The reception was boring and the food was tiny, so of course, my bitterness quotient started to rise. I just wanted to be home laying on the couch and falling asleep to an episode of the Office. Luckily, my daughter wanted to be home too. We almost scored an invite to go home, because of her and I wanted to thank her to the depths of my soul. We all came in one car, and my wife said we should go home and she could get a ride with someone else.
We were almost stepping out the door, when she said, “Well, you guys should just stay a few more minutes and then we will get out of here.” We were so close. We almost got away with it, if it weren’t for those meddling adults.
We ended up staying until the bitter end. Or should I say the Glitter End. Someone had the brilliant idea that we should send off the bride and groom with sparklers and glitter shooters. The sparklers were great, cause they made sparkles, then died out. The glitter, not so much. This added hours and millions of messes to the whole day. The glitter exploded on the street and then decided to be like that stuff that makes Spiderman evil in the third movie. It grabs onto a host and never lets go. The street was littered with it.
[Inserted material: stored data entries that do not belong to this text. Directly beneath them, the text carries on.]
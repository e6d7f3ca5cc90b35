// Dashboard frame - everything the display shows after one poll cycle
use serde::Serialize;
use std::collections::BTreeMap;

#[derive(Debug, Clone, PartialEq, Serialize)]
pub struct DashboardFrame {
    pub cycle: usize,
    pub generated_at_ms: i64,
    /// Field name to formatted value, for every scalar output
    pub fields: BTreeMap<String, String>,
    /// Field name to SVG document, for every chart target
    pub charts: BTreeMap<String, String>,
}

impl DashboardFrame {
    pub fn new(
        cycle: usize,
        generated_at_ms: i64,
        fields: BTreeMap<String, String>,
        charts: BTreeMap<String, String>,
    ) -> Self {
        Self {
            cycle,
            generated_at_ms,
            fields,
            charts,
        }
    }
}
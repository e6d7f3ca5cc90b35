// Infrastructure layer - External dependencies and adapters
pub mod config;
pub mod frame_stream;
pub mod http_response;
pub mod http_source;
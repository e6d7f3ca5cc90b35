// Human readable formatting of measured values

const SI_UP: [&str; 9] = ["", "k", "M", "G", "T", "P", "E", "Z", "Y"];
const SI_DOWN: [&str; 8] = ["m", "μ", "n", "p", "f", "a", "z", "y"];

const TIME_UNITS: [(&str, f64); 5] = [
    ("y", 31_536_000.0),
    ("d", 86_400.0),
    ("h", 3_600.0),
    ("m", 60.0),
    ("s", 1.0),
];

/// Scale `value` by powers of 1000 and append the matching SI prefix and `suffix`.
///
/// `format_scaled(98654.0, "B", 3)` gives `"98.7kB"`. The number of decimals
/// targets `significant_digits`, but integer digits are never dropped.
pub fn format_scaled(value: f64, suffix: &str, significant_digits: u32) -> String {
    if value == 0.0 || !value.is_finite() {
        return format!("{}{}", value, suffix);
    }

    let sign = if value < 0.0 { "-" } else { "" };
    let mut n = value.abs();
    // positive steps index SI_UP, negative steps index SI_DOWN
    let mut step: i32 = 0;

    while n > 1000.0 && (step + 1) < SI_UP.len() as i32 {
        n /= 1000.0;
        step += 1;
    }
    while n < 1.0 && -step < SI_DOWN.len() as i32 {
        n *= 1000.0;
        step -= 1;
    }

    let mut digits = decimals_for(n, significant_digits);
    // rounding can push the mantissa to 1000, e.g. 999999 -> "1000k"
    while round_to(n, digits) >= 1000.0 && (step + 1) < SI_UP.len() as i32 {
        n /= 1000.0;
        step += 1;
        digits = decimals_for(n, significant_digits);
    }

    let prefix = if step < 0 {
        SI_DOWN[(-step - 1) as usize]
    } else {
        SI_UP[step as usize]
    };

    format!("{}{:.*}{}{}", sign, digits, n, prefix, suffix)
}

fn decimals_for(n: f64, significant_digits: u32) -> usize {
    let sig = significant_digits as i32;
    let digits = if n >= 100.0 {
        0.min(sig - 3)
    } else if n >= 10.0 {
        1.min(sig - 2)
    } else {
        2.min(sig - 1)
    };
    digits.max(0) as usize
}

fn round_to(n: f64, digits: usize) -> f64 {
    let factor = 10f64.powi(digits as i32);
    (n * factor).round() / factor
}

/// Render a number of seconds as its two largest non-zero time units.
///
/// `format_duration(100.0)` gives `"1m 40s"`; lower units beyond the second
/// emitted one are truncated, not rounded.
pub fn format_duration(seconds: f64) -> String {
    let mut remaining = if seconds.is_finite() { seconds.max(0.0) } else { 0.0 };
    let mut parts = Vec::with_capacity(2);

    for (unit, size) in TIME_UNITS {
        if parts.len() == 2 {
            break;
        }
        if remaining >= size {
            let count = (remaining / size).floor();
            parts.push(format!("{}{}", count as u64, unit));
            remaining -= count * size;
        }
    }

    if parts.is_empty() {
        return "0s".to_string();
    }
    parts.join(" ")
}

#[cfg(test)]
mod tests {
    use super::*;

    #[test]
    fn test_format_scaled_bytes() {
        assert_eq!(format_scaled(98654.0, "B", 3), "98.7kB");
        assert_eq!(format_scaled(250.0, "B", 3), "250B");
        assert_eq!(format_scaled(1000.0, "B", 3), "1.00kB");
        assert_eq!(format_scaled(1_500_000.0, "B", 3), "1.50MB");
    }

    #[test]
    fn test_format_scaled_zero() {
        assert_eq!(format_scaled(0.0, "B", 3), "0B");
    }

    #[test]
    fn test_format_scaled_rounds_into_next_prefix() {
        assert_eq!(format_scaled(999_999.0, "", 3), "1.00M");
        assert_eq!(format_scaled(0.99999, "s", 3), "1.00s");
    }

    #[test]
    fn test_format_scaled_small_values() {
        assert_eq!(format_scaled(0.5, "s", 3), "500ms");
        assert_eq!(format_scaled(0.0042, "s", 3), "4.20ms");
        assert_eq!(format_scaled(0.000_001_5, "s", 3), "1.50μs");
    }

    #[test]
    fn test_format_scaled_significance() {
        assert_eq!(format_scaled(42.37, "%", 0), "42%");
        assert_eq!(format_scaled(45.3, "°C", 1), "45°C");
        assert_eq!(format_scaled(4.56, "°C", 2), "4.6°C");
    }

    #[test]
    fn test_format_scaled_stops_at_largest_prefix() {
        assert_eq!(format_scaled(5e27, "B", 3), "5000YB");
        assert_eq!(format_scaled(-250.0, "B", 3), "-250B");
    }

    #[test]
    fn test_format_scaled_mantissa_range() {
        for value in [1.0, 7.0, 12.5, 999.0, 1001.0, 65_536.0, 3.2e9, 7.7e14] {
            let formatted = format_scaled(value, "", 3);
            let mantissa: f64 = formatted
                .trim_end_matches(|c: char| c.is_alphabetic())
                .parse()
                .unwrap();
            assert!((1.0..=1000.0).contains(&mantissa), "{} -> {}", value, formatted);
        }
    }

    #[test]
    fn test_format_duration() {
        assert_eq!(format_duration(100.0), "1m 40s");
        assert_eq!(format_duration(90061.0), "1d 1h");
        assert_eq!(format_duration(60.0), "1m");
        assert_eq!(format_duration(45.9), "45s");
        assert_eq!(format_duration(31_536_000.0 + 5.0), "1y 5s");
        assert_eq!(format_duration(0.0), "0s");
    }
}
Then kids swam in it, and then spread the disease inside. It became impossible to remove, or move and get out of kids hair. Little did I know, that there was a country music dancing festival every Saturday night and they were expecting to move in, a half hour after ours ended. So here were with brooms, mops, and street cleaners, trying to get this glitter out of every nook, cranny and hairpiece. It was a disaster of epic proportions.
I don’t know why Disney has forced this “magical” glitter thing on all of us, because that stuff is impossible to clean. In fact, as of the writing of this post, there is still glitter in my hair, in my car and in our house. And my son has some unexploded bombs ready to go off in what I assume will be the most inconvenient time and place. That stuff is evil and glitterally the worst.